To examine the effect of intensive lipid-lowering therapy on a composite cardiovascular outcome (cardiovascular disease [CVD]), consisting of mortality and morbidity end points, in patients with inflammatory joint disease (rheumatoid arthritis [RA], ankylosing spondylitis [AS], or psoriatic arthritis [PsA]) by post hoc analysis of 2 prospective trials of statins with a secondary end point of CVD outcome (the Treating to New Targets [TNT] and Incremental Decrease in End Points Through Aggressive Lipid Lowering [IDEAL] studies).

Methods

Of the 18,889 patients participating in the 2 trials, 199 had RA, 46 had AS, and 35 had PsA. Lipid-lowering therapy consisted of an intensive regimen of atorvastatin 80 mg or a conventional/low-dose regimen of atorvastatin 10 mg or simvastatin 20–40 mg. The median duration of followup was nearly 5 years. Changes in lipid levels were examined by analyses of covariance.

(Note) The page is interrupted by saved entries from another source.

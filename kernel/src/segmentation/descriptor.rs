// Copyright 2022 The Firefly Authors.
//
// Use of this source code is governed by a BSD 3-clause
// license that can be found in the LICENSE file.

//! Builds raw segment descriptors for the GDT.
//!
//! Most descriptors are fixed for the kernel's lifetime, but each user
//! context carries a [`SegmentPair`]: a code and a data descriptor that
//! both cover the context's memory region with user privilege, sized in
//! page units. The pair is written into the GDT's reserved user slots
//! when the context becomes current.

use align::pages_for;
use x86_64::structures::gdt::{Descriptor, DescriptorFlags};
use x86_64::structures::tss::TaskStateSegment;

// Access byte values, as laid out in the descriptor format:
// present, DPL, non-system, executable/writable, accessed.
// The accessed bit is pre-set so the CPU never writes to
// the table.
//
const ACCESS_USER_CODE: u64 = 0xFB; // P | DPL3 | S | E | R | A.
const ACCESS_USER_DATA: u64 = 0xF3; // P | DPL3 | S | W | A.

// Flags nibble values: page granularity, plus the long-mode
// bit for code and the 32-bit default bit for data.
//
const FLAGS_USER_CODE: u64 = 0xA; // G | L.
const FLAGS_USER_DATA: u64 = 0xC; // G | D/B.

/// Returns the kernel's code segment descriptor.
///
pub(super) fn kernel_code_segment() -> u64 {
    DescriptorFlags::KERNEL_CODE64.bits()
}

/// Returns the kernel's data segment descriptor.
///
pub(super) fn kernel_data_segment() -> u64 {
    DescriptorFlags::KERNEL_DATA.bits()
}

/// Returns the two raw slots describing the given TSS.
///
pub(super) fn tss_segment(tss: &'static TaskStateSegment) -> (u64, u64) {
    match Descriptor::tss_segment(tss) {
        Descriptor::SystemSegment(low, high) => (low, high),
        // Descriptor::tss_segment always returns a system
        // segment.
        Descriptor::UserSegment(_) => unreachable!(),
    }
}

/// Encodes a descriptor from its base address, limit in
/// pages, access byte, and flags nibble.
///
/// The descriptor format only has room for the low 32 bits
/// of the base and 20 bits of page-granular limit.
///
fn encode_segment(base: u32, limit_pages: u32, access: u64, flags: u64) -> u64 {
    let base = base as u64;

    // A page-granular limit names the last valid page, so
    // a region of n pages has limit n - 1.
    let limit = limit_pages.saturating_sub(1) as u64 & 0xF_FFFF;

    (limit & 0xFFFF)
        | (base & 0xFF_FFFF) << 16
        | access << 40
        | (limit >> 16) << 48
        | flags << 52
        | (base >> 24) << 56
}

/// A code and data descriptor pair covering one user
/// context's memory region.
///
/// Both descriptors grant user privilege and are sized in
/// page units. The pair is inert data until it is loaded
/// with [`load_segment_pair`](super::load_segment_pair).
///
#[derive(Clone, Copy, Debug, PartialEq, Eq)]
pub struct SegmentPair {
    code: u64,
    data: u64,
}

impl SegmentPair {
    /// Builds the descriptor pair for a region of `size`
    /// bytes starting at `base`.
    ///
    pub fn new(base: usize, size: usize) -> SegmentPair {
        let pages = pages_for(size) as u32;
        SegmentPair {
            code: encode_segment(base as u32, pages, ACCESS_USER_CODE, FLAGS_USER_CODE),
            data: encode_segment(base as u32, pages, ACCESS_USER_DATA, FLAGS_USER_DATA),
        }
    }

    /// Returns the raw code descriptor.
    ///
    pub fn code(&self) -> u64 {
        self.code
    }

    /// Returns the raw data descriptor.
    ///
    pub fn data(&self) -> u64 {
        self.data
    }
}

#[cfg(test)]
mod tests {
    use super::encode_segment;
    use super::SegmentPair;
    use super::ACCESS_USER_CODE;
    use super::ACCESS_USER_DATA;
    use super::FLAGS_USER_CODE;
    use super::FLAGS_USER_DATA;

    #[test]
    fn test_encode_full_segments() {
        // A base-zero descriptor covering the full 20-bit
        // page-granular limit must match the architectural
        // flat user segments (x86_64's USER_CODE64 and
        // USER_DATA values).
        assert_eq!(
            encode_segment(0, 0x10_0000, ACCESS_USER_CODE, FLAGS_USER_CODE),
            0x00AF_FB00_0000_FFFF
        );
        assert_eq!(
            encode_segment(0, 0x10_0000, ACCESS_USER_DATA, FLAGS_USER_DATA),
            0x00CF_F300_0000_FFFF
        );
    }

    #[test]
    fn test_encode_fields() {
        // Decode the fields back out of an encoded
        // descriptor to check their placement.
        let base = 0x1234_5678u32;
        let desc = encode_segment(base, 16, ACCESS_USER_DATA, FLAGS_USER_DATA);

        let limit = (desc & 0xFFFF) | ((desc >> 48) & 0xF) << 16;
        let decoded_base = ((desc >> 16) & 0xFF_FFFF) | ((desc >> 56) & 0xFF) << 24;
        let access = (desc >> 40) & 0xFF;
        let flags = (desc >> 52) & 0xF;

        assert_eq!(limit, 15);
        assert_eq!(decoded_base, base as u64);
        assert_eq!(access, ACCESS_USER_DATA);
        assert_eq!(flags, FLAGS_USER_DATA);
    }

    #[test]
    fn test_segment_pair() {
        let pair = SegmentPair::new(0x7000, 8192);
        let other = SegmentPair::new(0x7000, 8192);
        assert_eq!(pair, other);

        // Code and data descriptors differ only in their
        // access and flags fields.
        assert_ne!(pair.code(), pair.data());
        assert_eq!(pair.code() & 0xFFFF, pair.data() & 0xFFFF);
    }
}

The effect on CVD was examined by Cox regression analyses, and heterogeneity tests were performed.

Results

Patients with RA and those with AS had lower baseline cholesterol levels than patients without inflammatory joint disease (least squares mean ± SEM 180.7 ± 2.3 mg/dl and 176.5 ± 4.7 mg/dl, respectively, versus 185.6 ± 0.2 mg/dl; P = 0.03 and P = 0.05, respectively). Statin treatment led to a comparable decrease in lipid levels and a 20% reduction in overall risk of CVD in both patients with and those without inflammatory joint disease.

Conclusion

Our findings indicate that patients with and those without inflammatory joint disease experience comparable lipid-lowering effects and CVD risk reduction after intensive treatment with statins.